Saved entries:
◆ ◆ ◆ ◆ ◆

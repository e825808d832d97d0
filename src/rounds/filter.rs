//! Per-round pool filtering and tier grouping.
//!
//! Each engine derives its own filtered view of the shared pool at the
//! start of every round:
//!
//! 1. Very hard mode drops the ladder's top tier.
//! 2. Custom mode with a non-empty series list keeps only those origins.
//! 3. Characters already shown this run are dropped.
//! 4. Optionally, one record per identity key is kept.
//!
//! Characters without a ranked tier never pass.

use std::sync::Arc;

use rustc_hash::{FxHashMap, FxHashSet};

use super::RunState;
use crate::cards::{Character, CharacterPool};
use crate::core::TierLadder;
use crate::settings::Settings;

/// Characters sharing one highest tier.
#[derive(Clone, Debug)]
pub struct TierGroup<'a> {
    /// Tier label.
    pub label: &'a str,
    /// Ladder rank of `label`.
    pub rank: usize,
    /// Members in pool order.
    pub members: Vec<&'a Arc<Character>>,
}

impl TierGroup<'_> {
    /// Number of members.
    #[must_use]
    pub fn len(&self) -> usize {
        self.members.len()
    }

    /// Has no members?
    #[must_use]
    pub fn is_empty(&self) -> bool {
        self.members.is_empty()
    }
}

/// Filter the pool for the current settings and run.
#[must_use]
pub fn eligible_characters<'a>(
    pool: &'a CharacterPool,
    ladder: &TierLadder,
    settings: &Settings,
    run: &RunState,
    dedupe_identity: bool,
) -> Vec<&'a Arc<Character>> {
    let top = ladder.top();
    let mut seen = FxHashSet::default();

    pool.iter()
        .filter(|c| ladder.rank_of(c).is_some())
        .filter(|c| !(settings.very_hard_mode && c.highest_tier.as_deref() == Some(top)))
        .filter(|c| settings.allows_origin(&c.origin))
        .filter(|c| !run.is_used(&c.identity_key()))
        .filter(|c| !dedupe_identity || seen.insert(c.identity_key()))
        .collect()
}

/// Partition characters by highest tier, strongest tier first.
///
/// Unranked characters are skipped.
#[must_use]
pub fn group_by_tier<'a>(
    characters: &[&'a Arc<Character>],
    ladder: &TierLadder,
) -> Vec<TierGroup<'a>> {
    let mut slots: FxHashMap<usize, usize> = FxHashMap::default();
    let mut groups: Vec<TierGroup<'a>> = Vec::new();

    for &character in characters {
        let Some(label) = character.highest_tier.as_deref() else {
            continue;
        };
        let Some(rank) = ladder.index_of(label) else {
            continue;
        };

        let slot = *slots.entry(rank).or_insert_with(|| {
            groups.push(TierGroup {
                label,
                rank,
                members: Vec::new(),
            });
            groups.len() - 1
        });
        groups[slot].members.push(character);
    }

    groups.sort_by_key(|g| g.rank);
    groups
}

◆ ◆ ◆ ◆ ◆

_Brief_:
Look through the entries above and report each line where the string "CharacterPool" occurs.

_Output of the task_:
use crate::cards::{Character, CharacterPool};
    pool: &'a CharacterPool,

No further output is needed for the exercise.